Why it matters: From the moment he arrived in the city, Hite has been in triage mode, scrambling to keep the district intact through an unrelenting series of fiscal crises. He’s been frustrated that emergency management has, so far at least, made it difficult if not impossible to enact the changes that he thinks will not just stabilize the district educationally, but allow schools to actually excel. And on the merits, Hite’s plan to empower schools and redefine the district’s role looks strong.

This signals a real departure from the bunker mentality that has (understandably) dominated 440 N. Broad for too long. How Hite will manage to pay for all this if the state fails to come through with significant new school funding? That’s not at all clear.

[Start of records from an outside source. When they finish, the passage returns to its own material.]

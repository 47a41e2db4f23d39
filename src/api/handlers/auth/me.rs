//! Current-profile endpoints.

use axum::{extract::Extension, http::HeaderMap, Json};
use std::sync::Arc;

use crate::auth::error::AuthError;
use crate::auth::state::AuthState;
use crate::store::ProfileUpdate;

use super::resolver;
use super::types::{UpdateMeRequest, UserResponse, UserView};

#[utoipa::path(
    get,
    path = "/auth/me",
    responses(
        (status = 200, description = "Profile as currently stored", body = UserResponse),
        (status = 401, description = "Missing or unverifiable token"),
    ),
    security(("bearer" = [])),
    tag = "auth"
)]
pub async fn me(
    headers: HeaderMap,
    Extension(state): Extension<Arc<AuthState>>,
) -> Result<Json<UserResponse>, AuthError> {
    // The resolver re-reads the profile, so role and status reflect what the
    // store says now rather than what the token was minted with.
    let principal = resolver::resolve(&headers, &state).await?;
    Ok(Json(UserResponse {
        user: UserView::from(&principal.profile),
    }))
}

#[utoipa::path(
    patch,
    path = "/auth/me",
    request_body = UpdateMeRequest,
    responses(
        (status = 200, description = "Updated profile", body = UserResponse),
        (status = 400, description = "Empty display name"),
        (status = 401, description = "Missing or unverifiable token"),
    ),
    security(("bearer" = [])),
    tag = "auth"
)]
pub async fn update_me(
    headers: HeaderMap,
    Extension(state): Extension<Arc<AuthState>>,
    Json(request): Json<UpdateMeRequest>,
) -> Result<Json<UserResponse>, AuthError> {
    let principal = resolver::resolve(&headers, &state).await?;

    let full_name = request
        .full_name
        .as_deref()
        .map(str::trim)
        .filter(|name| !name.is_empty())
        .map(str::to_string)
        .ok_or_else(|| AuthError::BadRequest("Display name cannot be empty".to_string()))?;

    let update = ProfileUpdate {
        full_name: Some(full_name),
        ..ProfileUpdate::default()
    };
    let updated = state
        .store()
        .update(principal.profile.id, update)
        .await
        .map_err(AuthError::Internal)?
        .ok_or(AuthError::Unauthorized)?;

    Ok(Json(UserResponse {
        user: UserView::from(&updated),
    }))
}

2. The anybody-but-Sestak beat rolls on.

The gist: Democrats continued to search for someone other than Joe Sestak to run against incumbent GOP U.S. Senator Pat Toomey next year. Yesterday, the buzz was all about Katie McGinty, chief of staff to Gov. Tom Wolf and a former gubernatorial candidate. McGinty finished a distant fourth in the Democratic primary last year, but the election really elevated her stature nonetheless. And now she’s being wooed by national Democrats, as well as city Democratic boss Bob Brady. The Brady news, broken by Jonathan Tamari for the Inquirer, further underscored just how much the Democratic establishment wants Sestak beaten in next year’s primary. Writes Tamari:

Brady said officials at the Democratic Senatorial Campaign Committee had even gauged his interest in running – checking with him on three occasions and running a poll – but that he turned them down. “No means no,” Brady said.

Why it matters: Citified has never fully understood why so many Democratic insiders from President Obama down so loathe a guy who lost to a tough GOP opponent in Pat Toomey by just 80,000 votes out of 4 million cast. Sure, there’s the Specter thing (Sestak beat Arlen Specter in the 2010 Senate primary, after Specter had jumped ship from the Republican party). But the animosity towards Sestak appears to go way, way beyond that.

The obvious winner here is Toomey. Unless the Democrats can find somebody to beat Sestak, they’re going to be stuck with a candidate the establishment loathes. Toomey will be tough to be beat either way, but it’s hard to imagine him losing to a candidate key Democrats can’t stand.

3. What will it take for Philadelphia to have a competitive mayoral race in November?

The gist: That’s the question David Gambacorta takes a stab at answering in Wednesday’s Daily News. He talks with Melissa Murray Bailey, the hard-working, completely serious (and completely unknown) GOP candidate for mayor, who tells him:

“I was surprised by how much people completely wrote me off,” she said during an interview with the Daily News last month.

“The news media tells people there’s no race unless somebody else gets in [as an independent]. That’s shocking to me,” she said. “I was in a [local] newsroom the other day, and someone said, ‘At least the Republican Party chose an attractive sacrificial lamb this time around.’ That’s to my face.”

Ouch.

Ouch indeed. Political strategist and ad man extraordinaire Neil Oxman tells the Daily News the city could well have a competitive fall election — someday. But that would require a Democratic candidate who lacks broad support. Kenney, meanwhile, won with the biggest percentage margin of victory of any Democratic primary candidate in modern mayoral history.

Why it matters: It’s not good for democracy, or even for the Democratic nominee, but there won’t be a mayor’s race to speak of this Fall. That’s no knock on Murray Bailey, it’s just the way it is. But you knew that already, right?